Effectivement, les clubs féminins dépendent davantage des subventions publiques, qui diminuent, et peinent à trouver des investisseurs privés. En 2012, seulement 3 % des fonds investis par les cent plus gros sponsors français concernaient les équipes féminines ou des joueuses.

« Le sport féminin est encore victime de représentations sexistes », relève la sociologue et ancienne présidente du club de handball d’Ivry Béatrice Barbusse. « On pense qu’il n’a pas d’avenir, que personne ne s’y intéresse, et donc qu’investir dedans ne vaut pas le coup. Les mentalités évoluent, mais très lentement. » La preuve, Alexandra Pertus, ancienne joueuse de l’équipe de France de rugby, a créé avec sa camarade Laura Di Muzio l’entreprise LJA, qui accompagne les sportives et leur recherche de sponsors. « Lorsqu’on jouait en national, on a eu du mal à tout gérer entre le rugby et les études, puis le travail, témoigne Alexandra. Si on a monté cette société, c’est pour aider les sportives, leur dégager du temps et de l’argent pour qu’elles puissent se préparer dans les meilleures conditions. » Elle remarque cependant que les sponsors demandent plus aux femmes qu’à leurs homologues masculins en termes d’image ou de publicité. « Certaines entreprises ont aussi une réticence à parrainer les joueuses de rugby, peut-être à cause du manque de notoriété de ce sport. »

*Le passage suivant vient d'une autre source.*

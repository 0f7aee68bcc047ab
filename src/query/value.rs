//! Scalar value representation shared by the query AST, bound parameters and
//! result rows.
use std::cmp::Ordering;

use serde::{Deserialize, Serialize};

/// Typed value tagged with explicit type information so the wire format remains
/// unambiguous across stores.
#[derive(Clone, Debug, PartialEq, Serialize, Deserialize)]
#[serde(tag = "t", content = "v")]
pub enum Value {
    /// Null literal.
    Null,
    /// Boolean literal.
    Bool(bool),
    /// Signed 64-bit integer literal.
    Int(i64),
    /// 64-bit floating point literal.
    Float(f64),
    /// UTF-8 string literal.
    String(String),
    /// Homogeneous list, used for `IN` parameters and `labels()` output.
    List(Vec<Value>),
}

impl Value {
    /// Borrows the string payload, if any.
    pub fn as_str(&self) -> Option<&str> {
        match self {
            Value::String(s) => Some(s),
            _ => None,
        }
    }

    /// Returns the integer payload, if any.
    pub fn as_int(&self) -> Option<i64> {
        match self {
            Value::Int(v) => Some(*v),
            _ => None,
        }
    }

    /// Returns the boolean payload, if any.
    pub fn as_bool(&self) -> Option<bool> {
        match self {
            Value::Bool(v) => Some(*v),
            _ => None,
        }
    }

    /// Borrows the list payload, if any.
    pub fn as_list(&self) -> Option<&[Value]> {
        match self {
            Value::List(items) => Some(items),
            _ => None,
        }
    }

    /// Total order used by `ORDER BY`: nulls first, then by type, then by payload.
    pub fn sort_cmp(&self, other: &Value) -> Ordering {
        fn rank(v: &Value) -> u8 {
            match v {
                Value::Null => 0,
                Value::Bool(_) => 1,
                Value::Int(_) | Value::Float(_) => 2,
                Value::String(_) => 3,
                Value::List(_) => 4,
            }
        }
        match (self, other) {
            (Value::Bool(a), Value::Bool(b)) => a.cmp(b),
            (Value::Int(a), Value::Int(b)) => a.cmp(b),
            (Value::Float(a), Value::Float(b)) => a.total_cmp(b),
            (Value::Int(a), Value::Float(b)) => (*a as f64).total_cmp(b),
            (Value::Float(a), Value::Int(b)) => a.total_cmp(&(*b as f64)),
            (Value::String(a), Value::String(b)) => a.cmp(b),
            (Value::List(a), Value::List(b)) => {
                for (x, y) in a.iter().zip(b.iter()) {
                    let ord = x.sort_cmp(y);
                    if ord != Ordering::Equal {
                        return ord;
                    }
                }
                a.len().cmp(&b.len())
            }
            _ => rank(self).cmp(&rank(other)),
        }
    }
}

impl From<&str> for Value {
    fn from(value: &str) -> Self {
        Value::String(value.to_owned())
    }
}

impl From<&String> for Value {
    fn from(value: &String) -> Self {
        Value::String(value.clone())
    }
}

impl From<String> for Value {
    fn from(value: String) -> Self {
        Value::String(value)
    }
}

impl From<bool> for Value {
    fn from(value: bool) -> Self {
        Value::Bool(value)
    }
}

impl From<i64> for Value {
    fn from(value: i64) -> Self {
        Value::Int(value)
    }
}

impl From<f64> for Value {
    fn from(value: f64) -> Self {
        Value::Float(value)
    }
}

impl<T: Into<Value>> From<Vec<T>> for Value {
    fn from(values: Vec<T>) -> Self {
        Value::List(values.into_iter().map(Into::into).collect())
    }
}

#[cfg(test)]
mod tests {
    use super::*;

    #[test]
    fn nulls_sort_first() {
        assert_eq!(Value::Null.sort_cmp(&Value::Int(0)), Ordering::Less);
        assert_eq!(
            Value::from("a").sort_cmp(&Value::from("b")),
            Ordering::Less
        );
        assert_eq!(Value::Int(2).sort_cmp(&Value::Float(1.5)), Ordering::Greater);
    }

    #[test]
    fn wire_format_is_tagged() {
        let json = serde_json::to_string(&Value::from("rpg")).expect("serialize");
        assert_eq!(json, r#"{"t":"String","v":"rpg"}"#);
    }
}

Pourtant, lors des diffusions des compétitions féminines, les chiffres d’audience sont loin d’être une déception. Lors de la dernière Coupe du monde, en 2015, les matchs des Bleues, diffusés sur W9, ont réuni plus de 2,5 millions de supporters. Ce record vient d’être battu par le match France-Islande, qui a attiré 16,6 % des parts d’audience. Cependant, et malgré ces résultats, les joueuses passent systématiquement au second plan, derrière les compétitions masculines.

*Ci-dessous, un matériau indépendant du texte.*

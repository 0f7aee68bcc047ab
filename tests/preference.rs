mod common;

use std::sync::Arc;

use common::{graph, preference_dataset, scored};
use gamegraph::model::PropertyValue;
use gamegraph::recommend::{score, UserPreferences};
use gamegraph::{
    CategoryIndex, GraphGateway, IndexHandle, PreferenceRecommender, RecommendationKind,
    ScoreWeights,
};

fn recommender() -> PreferenceRecommender {
    PreferenceRecommender::build(
        GraphGateway::new(graph(&preference_dataset())),
        ScoreWeights::default(),
    )
    .unwrap()
}

fn set(values: &[&str]) -> std::collections::BTreeSet<String> {
    values.iter().map(|v| v.to_string()).collect()
}

#[test]
fn preferences_come_from_liked_items() {
    let prefs = recommender().preferences("u").unwrap().unwrap();
    assert_eq!(
        prefs,
        UserPreferences {
            genres: set(&["RPG"]),
            platforms: set(&["PC"]),
            known_items: set(&["a"]),
        }
    );
    assert!(recommender().preferences("nobody").unwrap().is_none());
}

#[test]
fn genre_matches_outweigh_platform_matches() {
    let gateway = GraphGateway::new(graph(&preference_dataset()));
    let index = CategoryIndex::build(&gateway).unwrap();
    let prefs = recommender().preferences("u").unwrap().unwrap();
    let weights = ScoreWeights::default();
    assert_eq!(score(&index, &prefs, weights, "d"), 2);
    assert_eq!(score(&index, &prefs, weights, "e"), 3);
    assert_eq!(score(&index, &prefs, weights, "f"), 1);
    assert_eq!(score(&index, &prefs, weights, "g"), 0);
}

#[test]
fn active_filters_are_conjoined() {
    let recs = recommender().recommend_by_user("u", 10).unwrap();
    assert_eq!(scored(&recs), vec![("e", 3)]);
    assert_eq!(recs[0].item_name, "Echo");
    assert_eq!(recs[0].kind, RecommendationKind::Personal);
}

#[test]
fn known_items_are_never_recommended() {
    let recommender = recommender();
    for user in ["u", "v"] {
        let known = recommender.preferences(user).unwrap().unwrap().known_items;
        let recs = recommender.recommend_by_user(user, 10).unwrap();
        assert!(recs.iter().all(|rec| !known.contains(&rec.item_id)), "{user}");
    }
}

#[test]
fn no_preferences_means_every_unknown_item_at_zero() {
    let recs = recommender().recommend_by_user("v", 10).unwrap();
    assert_eq!(
        scored(&recs),
        vec![("d", 0), ("e", 0), ("f", 0), ("g", 0)]
    );
}

#[test]
fn unknown_users_and_zero_limits_are_empty() {
    let recommender = recommender();
    assert!(recommender.recommend_by_user("nobody", 10).unwrap().is_empty());
    assert!(recommender.recommend_by_user("u", 0).unwrap().is_empty());
    assert_eq!(recommender.recommend_by_user("v", 2).unwrap().len(), 2);
}

#[test]
fn platform_only_preferences_compose() {
    let graph = graph(&preference_dataset());
    let w = graph.add_node(["User"], [("id", PropertyValue::from("w"))]);
    let kiosk = graph.add_node(
        ["Item"],
        [
            ("id", PropertyValue::from("k")),
            ("name", PropertyValue::from("Kiosk")),
        ],
    );
    let pc = graph.find_node("Platform", "name", "PC").unwrap();
    graph.add_edge(kiosk, pc, "AVAILABLE_ON").unwrap();
    graph.add_edge(w, kiosk, "LIKES").unwrap();

    let recommender =
        PreferenceRecommender::build(GraphGateway::new(graph), ScoreWeights::default()).unwrap();
    let recs = recommender.recommend_by_user("w", 10).unwrap();
    assert_eq!(scored(&recs), vec![("a", 1), ("e", 1), ("f", 1)]);
}

#[test]
fn scores_use_the_snapshot_not_the_live_graph() {
    let graph = graph(&preference_dataset());
    let gateway = GraphGateway::new(graph.clone());
    let handle = Arc::new(IndexHandle::new(CategoryIndex::build(&gateway).unwrap()));
    let recommender =
        PreferenceRecommender::new(gateway.clone(), Arc::clone(&handle), ScoreWeights::default());

    let e = graph.find_node("Item", "id", "e").unwrap();
    let action = graph.merge_node("Genre", "name", "Action");
    let a = graph.find_node("Item", "id", "a").unwrap();
    graph.add_edge(a, action, "BELONGS_TO_GENRE").unwrap();
    graph.add_edge(e, action, "BELONGS_TO_GENRE").unwrap();

    assert_eq!(
        scored(&recommender.recommend_by_user("u", 10).unwrap()),
        vec![("e", 3)]
    );

    handle.rebuild(&gateway).unwrap();
    assert_eq!(
        scored(&recommender.recommend_by_user("u", 10).unwrap()),
        vec![("e", 5)]
    );
}

#[test]
fn gateway_failures_propagate() {
    let graph = graph(&preference_dataset());
    let recommender =
        PreferenceRecommender::build(GraphGateway::new(graph.clone()), ScoreWeights::default())
            .unwrap();
    graph.fail_next_query(1);
    let err = recommender.recommend_by_user("u", 10).unwrap_err();
    assert!(err.is_gateway_failure());
    assert_eq!(graph.open_sessions(), 0);
}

Pour l’anthropologue Anne Saouter, auteure de Du sport et des femmes [^1], « on a du mal à voir le corps féminin comme un corps sportif, car nous sommes prisonniers du modèle masculin, qui apparaît comme traditionnel. On ne parle jamais des sportives comme l’on parle des sportifs. Il y a l’idée que les femmes ne peuvent pas faire le même sport que les hommes. » De même, les commentateurs et amateurs de sport louent plus généralement les capacités stratégiques des joueuses contre la force physique brute des joueurs : on parle volontiers du jeu des Bleues comme d’un jeu agréable à regarder, avec un ballon qui circule, tandis que chez leurs homologues masculins on met en avant les performances. D’ailleurs, lorsque celles des femmes deviennent impressionnantes et se rapprochent de celles des hommes, les joueuses subissent un procès en virilisation. Il arrive même qu’on s’interroge sur leur sexe, comme ce fut le cas, en 2009, de l’athlète sud-africaine Caster Semenya, à qui l’on a imposé des tests de féminité. Une procédure remise actuellement en cause mais qui n’a jamais eu d’équivalent pour les hommes.

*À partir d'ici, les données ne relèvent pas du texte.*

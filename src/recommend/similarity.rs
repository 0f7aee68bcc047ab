//! Shared-attribute similarity between items.

use std::collections::BTreeSet;
use std::fmt;

use rustc_hash::FxHashSet;
use tracing::{debug, info};

use crate::error::Result;
use crate::gateway::GraphGateway;
use crate::model::labels;
use crate::query::{EdgeSpec, ProjectionSpec, QueryBuilder, Value};
use crate::recommend::{ItemCatalog, Recommendation, RecommendationKind, ScoreBoard};

/// Scalar that can address a node: floats, lists and nulls are excluded.
#[derive(Clone, Debug, PartialEq, Eq, PartialOrd, Ord, Hash)]
pub enum KeyValue {
    /// Boolean key.
    Bool(bool),
    /// Integer key.
    Int(i64),
    /// String key.
    Str(String),
}

impl KeyValue {
    fn from_value(value: &Value) -> Option<Self> {
        match value {
            Value::Bool(v) => Some(KeyValue::Bool(*v)),
            Value::Int(v) => Some(KeyValue::Int(*v)),
            Value::String(v) => Some(KeyValue::Str(v.clone())),
            Value::Null | Value::Float(_) | Value::List(_) => None,
        }
    }
}

impl From<&KeyValue> for Value {
    fn from(key: &KeyValue) -> Self {
        match key {
            KeyValue::Bool(v) => Value::Bool(*v),
            KeyValue::Int(v) => Value::Int(*v),
            KeyValue::Str(v) => Value::String(v.clone()),
        }
    }
}

impl fmt::Display for KeyValue {
    fn fmt(&self, f: &mut fmt::Formatter<'_>) -> fmt::Result {
        match self {
            KeyValue::Bool(v) => write!(f, "{v}"),
            KeyValue::Int(v) => write!(f, "{v}"),
            KeyValue::Str(v) => f.write_str(v),
        }
    }
}

/// Stable address of an attribute node: its full label set plus `id` when
/// the node has a scalar one, otherwise `name`.
#[derive(Clone, Debug, PartialEq, Eq, PartialOrd, Ord, Hash)]
pub struct AttributeKey {
    /// Sorted labels; empty for an unlabeled node.
    pub labels: Vec<String>,
    /// Key property name (`id` or `name`).
    pub prop: &'static str,
    /// Key property value.
    pub value: KeyValue,
}

impl AttributeKey {
    fn matches_labels(&self, found: &[&str]) -> bool {
        let mut found = found.to_vec();
        found.sort_unstable();
        found.dedup();
        found.len() == self.labels.len()
            && found.iter().zip(&self.labels).all(|(a, b)| *a == b.as_str())
    }
}

impl fmt::Display for AttributeKey {
    fn fmt(&self, f: &mut fmt::Formatter<'_>) -> fmt::Result {
        write!(f, "{}{{{}: {}}}", self.labels.join(":"), self.prop, self.value)
    }
}

/// Ranks items by how many attribute nodes they share with a seed item.
///
/// Any node adjacent to the seed counts as an attribute, over any
/// relationship type and in either direction. Attributes are addressed by
/// [`AttributeKey`], so a neighbour with neither a scalar `id` nor a scalar
/// `name` is not counted, and a candidate only shares an attribute node whose
/// label set is exactly the seed's one (an unlabeled node matches only
/// unlabeled nodes).
#[derive(Clone, Debug)]
pub struct ItemSimilarityRecommender {
    gateway: GraphGateway,
    catalog: ItemCatalog,
}

impl ItemSimilarityRecommender {
    /// Creates a recommender over `gateway`.
    pub fn new(gateway: GraphGateway) -> Self {
        Self {
            catalog: ItemCatalog::new(gateway.clone()),
            gateway,
        }
    }

    /// Items most similar to `seed_id`, best first. An unknown seed yields an
    /// empty list.
    pub fn recommend_by_item(
        &self,
        seed_id: &str,
        max_results: usize,
    ) -> Result<Vec<Recommendation>> {
        if max_results == 0 {
            return Ok(Vec::new());
        }
        if self.catalog.item_name(seed_id)?.is_none() {
            debug!(seed_id, "seed item not found");
            return Ok(Vec::new());
        }

        let attributes = self.attributes_of(seed_id)?;
        let mut board = ScoreBoard::new();
        for attribute in &attributes {
            for (item_id, item_name) in self.items_sharing(attribute, seed_id)? {
                board.add(&item_id, &item_name, 1);
            }
        }

        let ranked = board.into_ranked(RecommendationKind::Personal, max_results);
        info!(
            seed_id,
            attributes = attributes.len(),
            results = ranked.len(),
            "similar item recommendations produced"
        );
        Ok(ranked)
    }

    /// Distinct attribute nodes adjacent to the seed.
    pub fn attributes_of(&self, seed_id: &str) -> Result<BTreeSet<AttributeKey>> {
        let query = QueryBuilder::new()
            .r#match(("seed", labels::ITEM))
            .keyed("id", seed_id)
            .bidirectional()
            .where_edge(EdgeSpec::any(), ("attr", None::<&str>))
            .distinct()
            .select([
                ProjectionSpec::labels("attr", "labels"),
                ProjectionSpec::prop("attr", "id", "attrId"),
                ProjectionSpec::prop("attr", "name", "attrName"),
            ])
            .build()?;

        let mut keys = BTreeSet::new();
        for row in self.gateway.run(&query)? {
            let mut attr_labels: Vec<String> = row
                .strings("labels")?
                .into_iter()
                .map(str::to_owned)
                .collect();
            attr_labels.sort_unstable();
            attr_labels.dedup();
            let id = row.get("attrId").and_then(KeyValue::from_value);
            let name = row.get("attrName").and_then(KeyValue::from_value);
            let (prop, value) = match (id, name) {
                (Some(id), _) => ("id", id),
                (None, Some(name)) => ("name", name),
                (None, None) => {
                    debug!(labels = ?attr_labels, "skipping attribute without a stable key");
                    continue;
                }
            };
            keys.insert(AttributeKey {
                labels: attr_labels,
                prop,
                value,
            });
        }
        Ok(keys)
    }

    fn items_sharing(
        &self,
        attribute: &AttributeKey,
        seed_id: &str,
    ) -> Result<Vec<(String, String)>> {
        let query = QueryBuilder::new()
            .r#match(("attr", attribute.labels.first().map(String::as_str)))
            .keyed(attribute.prop, Value::from(&attribute.value))
            .bidirectional()
            .where_edge(EdgeSpec::any(), ("item", labels::ITEM))
            .where_var("item", |p| {
                p.ne("id", seed_id);
            })
            .distinct()
            .select([
                ProjectionSpec::labels("attr", "attrLabels"),
                ProjectionSpec::prop("item", "id", "itemId"),
                ProjectionSpec::prop("item", "name", "itemName"),
            ])
            .build()?;

        let mut seen = FxHashSet::default();
        let mut items = Vec::new();
        for row in self.gateway.run(&query)? {
            if !attribute.matches_labels(&row.strings("attrLabels")?) {
                continue;
            }
            let id = row.str("itemId")?;
            if seen.insert(id.to_owned()) {
                let name = row.opt_str("itemName")?.unwrap_or(id);
                items.push((id.to_owned(), name.to_owned()));
            }
        }
        Ok(items)
    }
}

Catherine Louveau, sociologue et professeure en sciences et techniques des activités physiques et sportives (Staps) à l’université Paris-Sud, analyse ces inégalités : « Hommes et femmes sont différents, mais ces différences – entre autres morphologiques – sont pensées et incorporées comme une infériorité naturelle, alors qu’il s’agit d’une construction culturelle, sociale, alimentant les représentations ; c’est sur ces différences naturalisées que se sont ancrées, socialement et politiquement, les inégalités et les discriminations [^2]_. »_

Un constat partagé par Béatrice Barbusse, pour qui « le frein à la présence des femmes dans la sphère sportive est d’ordre socio-culturel : il s’agit d’un problème de mentalités ». Et ces inégalités et discriminations vont au-delà du terrain.Dans son livre Du sexisme dans le sport [^3], tiré de son expérience à la tête de l’US Ivry Handball de 2007 à 2012, elle raconte son quotidien, des remarques sexistes de ses collègues aux personnes extérieures qui l’ont prise pour « la femme du président », ne pouvant imaginer qu’une femme puisse présider un club sportif.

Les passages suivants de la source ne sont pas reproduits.